Carson v. Makin


Must a state include religious schools in its system of public education?


No. While there are times religious and secular institutions must be treated the same, states are not required by the U.S. Constitution to sponsor explicitly religious activity. 

Maine created a tuition program to provide a public education for students who live in remote areas that are unable to support their own public school(s). Unlike a school voucher program that offers a range of choices between public or private schools, Maine’s tuition program is designed to provide a public school education.
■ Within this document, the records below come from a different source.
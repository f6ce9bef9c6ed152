//! Thin feature rescue.

use tracing::warn;
use vcad_walls_math::Coord;

use super::{
    ensure_non_negative, ensure_wrappable, Beading, BeadingStrategy, BoxedStrategy, StrategyParams,
};
use crate::error::Result;

/// Prints features thinner than one optimal bead as a single bead.
///
/// Below `min_input_width` the feature is dropped as left-over. Between
/// that and the optimal width one bead of at least `min_output_width` is
/// printed; when that is wider than the feature the left-over goes
/// negative, marking deliberate overfill.
#[derive(Debug)]
pub struct WideningBeadingStrategy {
    params: StrategyParams,
    parent: BoxedStrategy,
    min_input_width: Coord,
    min_output_width: Coord,
}

impl WideningBeadingStrategy {
    /// Wrap `parent` with thin feature widening.
    pub fn new(parent: BoxedStrategy, min_input_width: Coord, min_output_width: Coord) -> Result<Self> {
        ensure_wrappable(parent.as_ref(), "WideningBeadingStrategy")?;
        ensure_non_negative(min_input_width, "minimum input width")?;
        ensure_non_negative(min_output_width, "minimum output width")?;
        let params = *parent.params();
        if min_output_width < params.optimal_width / 4 {
            warn!(
                min_output_width,
                optimal_width = params.optimal_width,
                "minimum output width is below a quarter of the optimal width"
            );
        }
        if min_input_width < min_output_width {
            warn!(
                min_input_width,
                min_output_width, "minimum input width is below the minimum output width"
            );
        }
        Ok(Self {
            params,
            parent,
            min_input_width,
            min_output_width,
        })
    }
}

impl BeadingStrategy for WideningBeadingStrategy {
    fn compute(&self, thickness: Coord, bead_count: usize) -> Beading {
        if thickness >= self.params.optimal_width {
            return self.parent.compute(thickness, bead_count);
        }
        let mut ret = Beading::empty(thickness);
        if thickness >= self.min_input_width {
            let width = thickness
                .max(self.min_output_width)
                .min(self.params.optimal_width);
            ret.bead_widths.push(width);
            ret.toolpath_locations.push(thickness / 2);
            // negative when widened: overfill keeps widths + left over == thickness
            ret.left_over = thickness - width;
        }
        ret
    }

    fn params(&self) -> &StrategyParams {
        &self.params
    }

    fn name(&self) -> String {
        format!("Widening+{}", self.parent.name())
    }

    fn optimal_thickness(&self, bead_count: usize) -> Coord {
        self.parent.optimal_thickness(bead_count)
    }

    fn transition_thickness(&self, lower_bead_count: usize) -> Coord {
        if lower_bead_count == 0 {
            self.min_input_width
        } else {
            self.parent.transition_thickness(lower_bead_count)
        }
    }

    fn optimal_bead_count(&self, thickness: Coord) -> usize {
        if thickness < self.min_input_width {
            return 0;
        }
        self.parent.optimal_bead_count(thickness).max(1)
    }

    fn transitioning_length(&self, lower_bead_count: usize) -> Coord {
        self.parent.transitioning_length(lower_bead_count)
    }

    fn transition_anchor_pos(&self, lower_bead_count: usize) -> f64 {
        self.parent.transition_anchor_pos(lower_bead_count)
    }

    fn nonlinear_thicknesses(&self, lower_bead_count: usize) -> Vec<Coord> {
        let mut ret = vec![self.min_output_width];
        ret.extend(self.parent.nonlinear_thicknesses(lower_bead_count));
        ret
    }
}

#[cfg(test)]
mod tests {
    use super::*;
    use crate::beading::test_support::assert_consistent;
    use crate::beading::{DistributedBeadingStrategy, RedistributeBeadingStrategy};

    fn strategy() -> WideningBeadingStrategy {
        let base =
            DistributedBeadingStrategy::new(400, 400, std::f64::consts::FRAC_PI_4, 0.5, 0.5, 2.0)
                .unwrap();
        let redistribute = RedistributeBeadingStrategy::new(400, 0.5, Box::new(base)).unwrap();
        WideningBeadingStrategy::new(Box::new(redistribute), 200, 100).unwrap()
    }

    #[test]
    fn test_thin_feature_single_bead() {
        let s = strategy();
        let b = s.compute(300, s.optimal_bead_count(300));
        assert_eq!(b.bead_widths, vec![300]);
        assert_eq!(b.toolpath_locations, vec![150]);
        assert_eq!(b.left_over, 0);
        assert_consistent(&b);
    }

    #[test]
    fn test_too_thin_is_left_over() {
        let s = strategy();
        assert_eq!(s.optimal_bead_count(50), 0);
        let b = s.compute(50, 0);
        assert!(b.is_empty());
        assert_eq!(b.left_over, 50);
        // even with a bead count requested
        let b = s.compute(50, 1);
        assert!(b.is_empty());
        assert_eq!(b.left_over, 50);
    }

    #[test]
    fn test_overfill_is_negative_left_over() {
        let base =
            DistributedBeadingStrategy::new(400, 400, std::f64::consts::FRAC_PI_4, 0.5, 0.5, 2.0)
                .unwrap();
        let s = WideningBeadingStrategy::new(Box::new(base), 100, 250).unwrap();
        let b = s.compute(150, 1);
        assert_eq!(b.bead_widths, vec![250]);
        assert_eq!(b.left_over, -100);
        assert_consistent(&b);
    }

    #[test]
    fn test_transition_and_nonlinear() {
        let s = strategy();
        assert_eq!(s.transition_thickness(0), 200);
        assert_eq!(s.transition_thickness(1), 600);
        assert_eq!(s.nonlinear_thicknesses(0), vec![100]);
        assert_eq!(s.optimal_bead_count(250), 1);
        assert_eq!(s.compute(1200, 3).bead_widths.len(), 3);
    }
}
The program relies on participating private schools that agree to operate under Maine’s nonsectarian requirements for admissions, curriculum and employment.

This case marks the third time in only five years that the U.S. Supreme Court will consider a case involving a religious claim to participate in a government program that conflicts with a state’s legitimate interest in not funding religion. 
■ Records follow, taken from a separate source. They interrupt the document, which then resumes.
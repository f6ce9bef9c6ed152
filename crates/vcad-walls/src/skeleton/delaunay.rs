//! Incremental Delaunay triangulation of outline samples.
//!
//! Bowyer-Watson insertion inside a large enclosing triangle, with exact
//! orientation and in-circle tests. Points are inserted in Morton order
//! so that the visibility walk from the previous insertion stays short.

use std::collections::{HashMap, HashSet};

use tracing::warn;
use vcad_walls_math::{in_circle, orient2d, Coord, Point};

#[derive(Debug, Clone)]
struct Tri {
    v: [usize; 3],
    adj: [Option<usize>; 3],
    alive: bool,
}

/// A Delaunay triangulation of a point set.
#[derive(Debug, Clone, Default)]
pub struct Triangulation {
    /// Counter-clockwise vertex indices into the input points.
    pub triangles: Vec<[usize; 3]>,
    /// Which input points made it into the triangulation.
    pub inserted: Vec<bool>,
}

impl Triangulation {
    /// Map from directed edge `(a, b)` to the triangle on its left.
    pub fn left_of(&self) -> HashMap<(usize, usize), usize> {
        let mut map = HashMap::with_capacity(self.triangles.len() * 3);
        for (t, v) in self.triangles.iter().enumerate() {
            for i in 0..3 {
                map.insert((v[i], v[(i + 1) % 3]), t);
            }
        }
        map
    }
}

fn morton_key(p: Point, min: Point, scale: f64) -> u64 {
    let spread = |mut v: u64| {
        v &= 0xffff_ffff;
        v = (v | (v << 16)) & 0x0000_ffff_0000_ffff;
        v = (v | (v << 8)) & 0x00ff_00ff_00ff_00ff;
        v = (v | (v << 4)) & 0x0f0f_0f0f_0f0f_0f0f;
        v = (v | (v << 2)) & 0x3333_3333_3333_3333;
        (v | (v << 1)) & 0x5555_5555_5555_5555
    };
    let x = ((p.x - min.x) as f64 * scale) as u64;
    let y = ((p.y - min.y) as f64 * scale) as u64;
    spread(x) | (spread(y) << 1)
}

struct Builder {
    points: Vec<Point>,
    tris: Vec<Tri>,
    last: usize,
}

impl Builder {
    fn contains(&self, t: usize, p: Point) -> bool {
        let v = self.tris[t].v;
        (0..3).all(|i| !orient2d(self.points[v[i]], self.points[v[(i + 1) % 3]], p).is_cw())
    }

    /// Triangle containing `p` (possibly on its boundary).
    fn locate(&self, p: Point) -> Option<usize> {
        let mut t = self.last;
        let limit = self.tris.len() + 16;
        'walk: for step in 0..limit {
            let tri = &self.tris[t];
            for k in 0..3 {
                let i = (k + step) % 3;
                let a = self.points[tri.v[i]];
                let b = self.points[tri.v[(i + 1) % 3]];
                if orient2d(a, b, p).is_cw() {
                    match tri.adj[i] {
                        Some(n) => {
                            t = n;
                            continue 'walk;
                        }
                        None => break 'walk,
                    }
                }
            }
            return Some(t);
        }
        // Fall back to a scan when the walk fails to converge.
        (0..self.tris.len()).find(|&t| self.tris[t].alive && self.contains(t, p))
    }

    fn insert(&mut self, k: usize) -> bool {
        let p = self.points[k];
        let Some(start) = self.locate(p) else {
            warn!(x = p.x, y = p.y, "sample outside triangulation, skipped");
            return false;
        };
        if self.tris[start].v.iter().any(|&v| self.points[v] == p) {
            return false;
        }

        // Cavity of triangles whose circumcircle contains p.
        let mut bad = vec![start];
        let mut in_cavity: HashSet<usize> = HashSet::new();
        in_cavity.insert(start);
        let mut i = 0;
        while i < bad.len() {
            let t = bad[i];
            i += 1;
            for n in self.tris[t].adj.into_iter().flatten() {
                if in_cavity.contains(&n) {
                    continue;
                }
                let v = self.tris[n].v;
                if in_circle(self.points[v[0]], self.points[v[1]], self.points[v[2]], p) {
                    in_cavity.insert(n);
                    bad.push(n);
                }
            }
        }

        // Boundary of the cavity, each edge with its outside neighbour.
        let mut boundary = Vec::new();
        for &t in &bad {
            let tri = &self.tris[t];
            for e in 0..3 {
                let outside = tri.adj[e].filter(|n| !in_cavity.contains(n));
                if tri.adj[e].is_none() || outside.is_some() {
                    boundary.push((tri.v[e], tri.v[(e + 1) % 3], outside, t));
                }
            }
        }
        for &t in &bad {
            self.tris[t].alive = false;
        }

        let mut by_start: HashMap<usize, usize> = HashMap::new();
        let mut by_end: HashMap<usize, usize> = HashMap::new();
        let mut created = Vec::with_capacity(boundary.len());
        for (a, b, outside, old) in boundary {
            let id = self.tris.len();
            self.tris.push(Tri {
                v: [a, b, k],
                adj: [outside, None, None],
                alive: true,
            });
            if let Some(n) = outside {
                for slot in self.tris[n].adj.iter_mut() {
                    if *slot == Some(old) {
                        *slot = Some(id);
                    }
                }
            }
            by_start.insert(a, id);
            by_end.insert(b, id);
            created.push(id);
        }
        for &id in &created {
            let [a, b, _] = self.tris[id].v;
            // edge (b, k) borders the triangle starting at b, edge (k, a) the one ending at a
            self.tris[id].adj[1] = by_start.get(&b).copied();
            self.tris[id].adj[2] = by_end.get(&a).copied();
        }
        if let Some(&id) = created.first() {
            self.last = id;
        }
        true
    }
}

/// Triangulate `points`. Duplicate points are skipped.
pub fn triangulate(points: &[Point]) -> Triangulation {
    let n = points.len();
    if n < 3 {
        return Triangulation {
            triangles: Vec::new(),
            inserted: vec![false; n],
        };
    }
    let (mut min, mut max) = (points[0], points[0]);
    for p in points {
        min = Point::new(min.x.min(p.x), min.y.min(p.y));
        max = Point::new(max.x.max(p.x), max.y.max(p.y));
    }
    let size: Coord = (max.x - min.x).max(max.y - min.y).max(1);
    let cx = (min.x + max.x) / 2;
    let cy = (min.y + max.y) / 2;

    let mut all = points.to_vec();
    all.push(Point::new(cx - 20 * size, cy - 10 * size));
    all.push(Point::new(cx + 20 * size, cy - 10 * size));
    all.push(Point::new(cx, cy + 20 * size));

    let mut builder = Builder {
        points: all,
        tris: vec![Tri {
            v: [n, n + 1, n + 2],
            adj: [None, None, None],
            alive: true,
        }],
        last: 0,
    };

    let scale = 65_535.0 / size as f64;
    let mut order: Vec<usize> = (0..n).collect();
    order.sort_by_key(|&i| (morton_key(points[i], min, scale), i));

    let mut inserted = vec![false; n];
    for i in order {
        inserted[i] = builder.insert(i);
    }

    let triangles = builder
        .tris
        .into_iter()
        .filter(|t| t.alive && t.v.iter().all(|&v| v < n))
        .map(|t| t.v)
        .collect();
    Triangulation {
        triangles,
        inserted,
    }
}

#[cfg(test)]
mod tests {
    use super::*;

    fn circumcircle_is_empty(points: &[Point], tri: &Triangulation) -> bool {
        tri.triangles.iter().all(|&[a, b, c]| {
            points
                .iter()
                .enumerate()
                .filter(|&(i, _)| i != a && i != b && i != c)
                .all(|(_, &p)| !in_circle(points[a], points[b], points[c], p))
        })
    }

    #[test]
    fn test_square_with_centre() {
        let points = vec![
            Point::new(0, 0),
            Point::new(1000, 0),
            Point::new(1000, 1000),
            Point::new(0, 1000),
            Point::new(500, 500),
        ];
        let tri = triangulate(&points);
        assert_eq!(tri.triangles.len(), 4);
        assert!(tri.inserted.iter().all(|&i| i));
        for &[a, b, c] in &tri.triangles {
            assert!(orient2d(points[a], points[b], points[c]).is_ccw());
        }
        assert!(circumcircle_is_empty(&points, &tri));
    }

    #[test]
    fn test_grid_is_delaunay() {
        let mut points = Vec::new();
        for i in 0..8 {
            for j in 0..6 {
                points.push(Point::new(i * 300 + (j % 2) * 17, j * 250 + (i % 3) * 11));
            }
        }
        let tri = triangulate(&points);
        // Euler: 2n - 2 - hull
        assert!(tri.triangles.len() >= points.len());
        assert!(circumcircle_is_empty(&points, &tri));
        let left = tri.left_of();
        for &[a, b, _] in &tri.triangles {
            assert!(left.contains_key(&(a, b)));
        }
    }

    #[test]
    fn test_duplicates_skipped() {
        let points = vec![
            Point::new(0, 0),
            Point::new(1000, 0),
            Point::new(0, 1000),
            Point::new(1000, 0),
        ];
        let tri = triangulate(&points);
        assert_eq!(tri.triangles.len(), 1);
        assert_eq!(tri.inserted.iter().filter(|&&i| i).count(), 3);
    }
}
“Unfortunately, the current Supreme Court is moving toward a vision of religious liberty that expands free exercise to a point that directly threatens principles of no establishment,” BJC General Counsel Holly Hollman wrote about the case



The U.S. Supreme Court issued a 6-3 decision on June 21, 2022, ruling that Maine is required to provide tuition at religious schools in its taxpayer-funded, state-run program that is intended to provide students with a public education.

BJC blasted the decision. “Forcing taxpayers to fund religious education undermines the secular nature of our government and the freedom of religious institutions to engage in ministry without government interference,” Hollman said

BJC joined a brief with religious and civil rights organizations defending the state’s system of public education.

From BJC’s brief

“Historical evidence, from the founding era through the adoption of the Fourteenth Amendment, makes clear that the Free Exercise Clause does not require states to fund religious instruction—an activity central to the maintenance and growth of ministries—on an equal basis with secular education.”
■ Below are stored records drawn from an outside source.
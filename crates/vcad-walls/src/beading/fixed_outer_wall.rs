//! Fixed width outer walls.

use tracing::debug;
use vcad_walls_math::Coord;

use super::{
    ensure_non_negative, ensure_ratio, ensure_wrappable, scale, Beading, BeadingStrategy,
    BoxedStrategy, StrategyParams,
};
use crate::error::{Result, WallError};

/// Prints the two outer walls at exactly `fixed_outer_width` and hands the
/// thickness between them to the parent.
#[derive(Debug)]
pub struct FixedOuterWallBeadingStrategy {
    params: StrategyParams,
    parent: BoxedStrategy,
    fixed_outer_width: Coord,
    minimum_variable_line_ratio: f64,
}

impl FixedOuterWallBeadingStrategy {
    /// Wrap `parent` with fixed outer walls.
    pub fn new(
        fixed_outer_width: Coord,
        minimum_variable_line_ratio: f64,
        parent: BoxedStrategy,
    ) -> Result<Self> {
        ensure_wrappable(parent.as_ref(), "FixedOuterWallBeadingStrategy")?;
        ensure_non_negative(fixed_outer_width, "fixed outer wall width")?;
        if fixed_outer_width == 0 {
            return Err(WallError::InvalidStrategy(
                "fixed outer wall width must be positive".into(),
            ));
        }
        ensure_ratio(minimum_variable_line_ratio, "minimum variable line ratio")?;
        Ok(Self {
            params: *parent.params(),
            parent,
            fixed_outer_width,
            minimum_variable_line_ratio,
        })
    }

    fn min_thickness(&self) -> Coord {
        scale(self.fixed_outer_width, self.minimum_variable_line_ratio)
    }
}

impl BeadingStrategy for FixedOuterWallBeadingStrategy {
    fn compute(&self, thickness: Coord, bead_count: usize) -> Beading {
        let fixed = self.fixed_outer_width;
        if bead_count == 0 || thickness < self.min_thickness() {
            return Beading::empty(thickness);
        }
        let mut ret = Beading::empty(thickness);
        match bead_count {
            1 => {
                ret.bead_widths.push(fixed);
                ret.toolpath_locations.push(thickness / 2);
            }
            2 => {
                ret.bead_widths = vec![fixed, fixed];
                ret.toolpath_locations = vec![fixed / 2, thickness - fixed / 2];
            }
            n => {
                let inner_thickness = thickness - 2 * fixed;
                if inner_thickness > 0 {
                    let inner = self.parent.compute(inner_thickness, n - 2);
                    ret.bead_widths = inner.bead_widths;
                    ret.toolpath_locations = inner
                        .toolpath_locations
                        .into_iter()
                        .map(|l| l + fixed)
                        .collect();
                }
                ret.bead_widths.insert(0, fixed);
                ret.toolpath_locations.insert(0, fixed / 2);
                ret.bead_widths.push(fixed);
                ret.toolpath_locations.push(thickness - fixed / 2);
            }
        }
        ret.left_over = thickness - ret.total_width();
        debug!(
            thickness,
            bead_count,
            left_over = ret.left_over,
            "fixed outer wall beading"
        );
        ret
    }

    fn params(&self) -> &StrategyParams {
        &self.params
    }

    fn name(&self) -> String {
        format!("FixedOuterWall+{}", self.parent.name())
    }

    fn optimal_thickness(&self, bead_count: usize) -> Coord {
        let fixed = self.fixed_outer_width;
        match bead_count {
            0 => 0,
            1 => fixed,
            2 => 2 * fixed,
            n => 2 * fixed + self.parent.optimal_thickness(n - 2),
        }
    }

    fn transition_thickness(&self, lower_bead_count: usize) -> Coord {
        let fixed = self.fixed_outer_width;
        match lower_bead_count {
            0 => self.min_thickness(),
            1 => fixed + self.min_thickness(),
            2 => {
                2 * fixed
                    + scale(
                        self.parent.params().optimal_width,
                        self.minimum_variable_line_ratio,
                    )
            }
            n => 2 * fixed + self.parent.transition_thickness(n - 2),
        }
    }

    fn optimal_bead_count(&self, thickness: Coord) -> usize {
        let fixed = self.fixed_outer_width;
        if thickness < self.min_thickness() {
            0
        } else if thickness <= fixed {
            1
        } else if thickness <= 2 * fixed {
            2
        } else {
            2 + self.parent.optimal_bead_count(thickness - 2 * fixed)
        }
    }

    fn transitioning_length(&self, lower_bead_count: usize) -> Coord {
        self.parent.transitioning_length(lower_bead_count)
    }

    fn transition_anchor_pos(&self, lower_bead_count: usize) -> f64 {
        self.parent.transition_anchor_pos(lower_bead_count)
    }

    fn nonlinear_thicknesses(&self, lower_bead_count: usize) -> Vec<Coord> {
        self.parent.nonlinear_thicknesses(lower_bead_count)
    }
}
“Requiring Maine to fund religious instruction here would eliminate the distinction between impermissibly discriminating against a religious institution based on its status and permissibly choosing not to provide taxpayer funds for specifically religious uses.”

“Maine permissibly chose, in a program intended to further public education, to prohibit the use of coerced taxpayer funds for religious instruction. It did not discriminate based on religious status.”

“Post-founding history through the passage of the Fourteenth Amendment only strengthens the conclusion that Maine’s program is constitutional. After the Bill of Rights’ ratification, most new states that joined the Union enacted constitutional provisions prohibiting compelled taxpayer support for religious instruction, and states that had originally funded religious teaching stopped that practice. Isolated examples of state funding for religious education do not demonstrate that such funding was required at the time, or that a program like Maine’s would have been viewed as unconstitutional in the eighteenth or nineteenth centuries. Maine’s program should not be held unconstitutional today.

“Because the federal Free Exercise Clause was based on state understandings of religious freedom, it cannot be the case that the Clause required something that many states expressly forbade—namely, compelled taxpayer support for religious instruction. Yet petitioners’ case depends on exactly that contention. The historical record from the founding era simply does not support such an expansive reading of what the Free Exercise Clause means.”

“In short, neither this Court’s precedent nor historical practices support a conclusion that Maine is required to use tax payments to fund distinctly religious instruction. Doing so would have squarely violated antiestablishment principles in many states in the founding and post-founding eras. But even where the applicable federal or state constitutional provision might have permitted funding religious instruction, there is simply no evidence that the Free Exercise Clause was intended or understood to require it. Maine’s program thus falls well within the permissible range of choices that the Constitution leaves to the states. It should be upheld.”